Physicians and other healthcare providers in Indian outpatient health settings should utilize BBPMC like interventions that are easily scalable, require no specialized training, and allow healthcare providers to fulfill their obligation to provide a readily accessible tobacco cessation service to their patients. Future studies should evaluate the effectiveness of the BBPMC in promoting enrolment in the MCP and the quit status of tobacco-using patients in different levels of healthcare.
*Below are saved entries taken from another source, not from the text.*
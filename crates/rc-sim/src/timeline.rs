//! Virtual-clock timeline for periodic ticks.
//!
//! Replaces self-rescheduling callbacks with explicit entries that can be
//! cancelled as a whole. Time is a `Duration` since the timeline was created,
//! so tests can drive it without sleeping.

use std::cmp::{Ordering as CmpOrdering, Reverse};
use std::collections::BinaryHeap;
use std::sync::Arc;
use std::sync::atomic::{AtomicBool, Ordering};
use std::time::Duration;

/// Work scheduled on the timeline.
#[derive(Debug, Clone, Copy, PartialEq, Eq, Hash)]
pub enum Task {
    /// Advance the phase driver and emit a data-table row.
    TableTick,
    /// Clear the displayed table after a full revolution.
    ClearHistory,
    /// Advance particles and publish a draw list.
    Frame,
}

#[derive(Debug, Clone, Copy, PartialEq, Eq)]
struct Entry {
    at: Duration,
    seq: u64,
    task: Task,
}

impl Ord for Entry {
    fn cmp(&self, other: &Self) -> CmpOrdering {
        (self.at, self.seq).cmp(&(other.at, other.seq))
    }
}

impl PartialOrd for Entry {
    fn partial_cmp(&self, other: &Self) -> Option<CmpOrdering> {
        Some(self.cmp(other))
    }
}

/// Min-heap of pending tasks; ties run in scheduling order.
#[derive(Debug, Default)]
pub struct Timeline {
    now: Duration,
    queue: BinaryHeap<Reverse<Entry>>,
    seq: u64,
}

impl Timeline {
    pub fn new() -> Self {
        Self::default()
    }

    /// Time of the most recently popped task.
    pub fn now(&self) -> Duration {
        self.now
    }

    pub fn schedule_at(&mut self, at: Duration, task: Task) {
        let at = at.max(self.now);
        self.queue.push(Reverse(Entry {
            at,
            seq: self.seq,
            task,
        }));
        self.seq += 1;
    }

    pub fn schedule_in(&mut self, delay: Duration, task: Task) {
        self.schedule_at(self.now + delay, task);
    }

    pub fn next_deadline(&self) -> Option<Duration> {
        self.queue.peek().map(|Reverse(e)| e.at)
    }

    /// Pop the earliest task due at or before `until`, moving the clock to it.
    pub fn pop_due(&mut self, until: Duration) -> Option<(Duration, Task)> {
        if self.next_deadline()? > until {
            return None;
        }
        let Reverse(entry) = self.queue.pop()?;
        self.now = entry.at;
        Some((entry.at, entry.task))
    }

    /// Move the clock forward without running anything.
    pub fn advance_clock(&mut self, to: Duration) {
        self.now = self.now.max(to);
    }

    /// Drop every pending entry of one kind.
    pub fn cancel(&mut self, task: Task) {
        self.queue.retain(|Reverse(e)| e.task != task);
    }

    pub fn cancel_all(&mut self) {
        self.queue.clear();
    }

    pub fn len(&self) -> usize {
        self.queue.len()
    }

    pub fn is_empty(&self) -> bool {
        self.queue.is_empty()
    }
}

/// Shared stop request, checked by long-running loops.
#[derive(Debug, Clone)]
pub struct RunFlag(Arc<AtomicBool>);

impl RunFlag {
    /// A flag that starts out raised (keep running).
    pub fn running() -> Self {
        Self(Arc::new(AtomicBool::new(true)))
    }

    pub fn is_running(&self) -> bool {
        self.0.load(Ordering::Acquire)
    }

    /// Ask every holder to stop.
    pub fn stop(&self) {
        self.0.store(false, Ordering::Release);
    }
}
The application of the BBPMC should also be considered in remote and resourceconstrained settings that are more likely to be deficient in dedicated smoking cessation clinics and services. The effect of more elaborate counseling strategies as part of a modified BBPMC for enhancing patient acceptability of the MCP should also be evaluated. The utilization of India’s vast network of frontline health workers for increasing awareness of the MCP and capacity for delivering BBPMC like interventions to tobacco users in the community may also hold promise. The applicability of the BBPMC in high burden vulnerable groups like tuberculosis patients during initiation and continuation of antitubercular treatment also requires ascertainment20. Finally, the cost-effectiveness of integrating BBPMC like interventions in the health system also warrants consideration.